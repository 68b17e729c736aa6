//! Node type and socket layout
//!
//! A node owns a fixed sequence of sockets created from its type template:
//! indices `0..inputs` are inputs, `inputs..inputs+outputs` are outputs.
//! The sequence is never resized after construction. Each node also keeps
//! the set of edges currently incident to it, so per-node updates cost
//! O(degree) rather than O(total edges).

use std::collections::HashSet;

use glam::Vec2;
use uuid::Uuid;

use super::edge::EdgeId;
use super::socket::{Socket, SocketRole};
use crate::document::{parse_entity_id, NodeRecord};
use crate::error::GraphError;
use crate::templates::NodeTemplate;

/// Unique identifier for a node
pub type NodeId = Uuid;

/// A graph vertex with position, type tag and fixed input/output sockets
#[derive(Debug, Clone)]
pub struct Node {
    id: NodeId,
    node_type: String,
    position: Vec2,
    sockets: Vec<Socket>,
    input_count: usize,
    incident_edges: HashSet<EdgeId>,
}

impl Node {
    /// Creates a node with `inputs` input sockets followed by `outputs`
    /// output sockets
    pub fn new(
        id: NodeId,
        node_type: impl Into<String>,
        position: Vec2,
        inputs: usize,
        outputs: usize,
    ) -> Self {
        let mut sockets = Vec::with_capacity(inputs + outputs);
        for index in 0..inputs {
            sockets.push(Socket::new(SocketRole::Input, index));
        }
        for index in inputs..inputs + outputs {
            sockets.push(Socket::new(SocketRole::Output, index));
        }
        Self {
            id,
            node_type: node_type.into(),
            position,
            sockets,
            input_count: inputs,
            incident_edges: HashSet::new(),
        }
    }

    /// Creates a node with the socket layout described by a type template
    pub fn from_template(id: NodeId, template: &NodeTemplate, position: Vec2) -> Self {
        Self::new(
            id,
            template.node_type.clone(),
            position,
            template.inputs,
            template.outputs,
        )
    }

    pub fn id(&self) -> NodeId {
        self.id
    }

    pub fn node_type(&self) -> &str {
        &self.node_type
    }

    pub fn position(&self) -> Vec2 {
        self.position
    }

    pub fn set_position(&mut self, position: Vec2) {
        self.position = position;
    }

    // ---- Socket access ----

    pub fn socket_count(&self) -> usize {
        self.sockets.len()
    }

    pub fn input_count(&self) -> usize {
        self.input_count
    }

    pub fn output_count(&self) -> usize {
        self.sockets.len() - self.input_count
    }

    /// Socket by node-global index
    pub fn socket(&self, index: usize) -> Option<&Socket> {
        self.sockets.get(index)
    }

    pub(crate) fn socket_mut(&mut self, index: usize) -> Option<&mut Socket> {
        self.sockets.get_mut(index)
    }

    pub fn sockets(&self) -> impl Iterator<Item = &Socket> {
        self.sockets.iter()
    }

    /// True if `index` addresses an input socket
    pub fn is_input_index(&self, index: usize) -> bool {
        index < self.input_count
    }

    /// True if `index` addresses an output socket
    pub fn is_output_index(&self, index: usize) -> bool {
        index >= self.input_count && index < self.sockets.len()
    }

    // ---- Incident edge bookkeeping ----

    /// Number of edges currently connected to this node
    pub fn degree(&self) -> usize {
        self.incident_edges.len()
    }

    /// Ids of the edges currently connected to this node
    pub fn incident_edges(&self) -> impl Iterator<Item = &EdgeId> {
        self.incident_edges.iter()
    }

    pub(crate) fn register_edge(&mut self, edge: EdgeId) {
        self.incident_edges.insert(edge);
    }

    pub(crate) fn unregister_edge(&mut self, edge: EdgeId) {
        if !self.incident_edges.remove(&edge) {
            debug_assert!(false, "edge {} not incident to node {}", edge, self.id);
            log::error!("unregister of edge {} not incident to node {}", edge, self.id);
        }
    }
}

// Self-serialization: a node renders and parses its own document record
impl Node {
    /// Renders this node as a document record
    pub fn to_record(&self) -> NodeRecord {
        NodeRecord {
            id: self.id.to_string(),
            node_type: self.node_type.clone(),
            x: self.position.x,
            y: self.position.y,
            inputs: self.input_count(),
            outputs: self.output_count(),
        }
    }

    /// Builds a node from a document record and its resolved type template.
    /// The template's socket counts are authoritative; a disagreeing record
    /// is logged and overridden.
    pub fn from_record(record: &NodeRecord, template: &NodeTemplate) -> Result<Self, GraphError> {
        let id = parse_entity_id(&record.id)?;
        if record.inputs != template.inputs || record.outputs != template.outputs {
            log::warn!(
                "node {}: record sockets {}/{} disagree with template '{}' ({}/{}), template wins",
                id,
                record.inputs,
                record.outputs,
                template.node_type,
                template.inputs,
                template.outputs
            );
        }
        Ok(Self::from_template(
            id,
            template,
            Vec2::new(record.x, record.y),
        ))
    }
}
———
*What is being asked*: Note how many lines in the data above have the string "currently" in them, and give that number by itself.

*Result of this exercise*: 3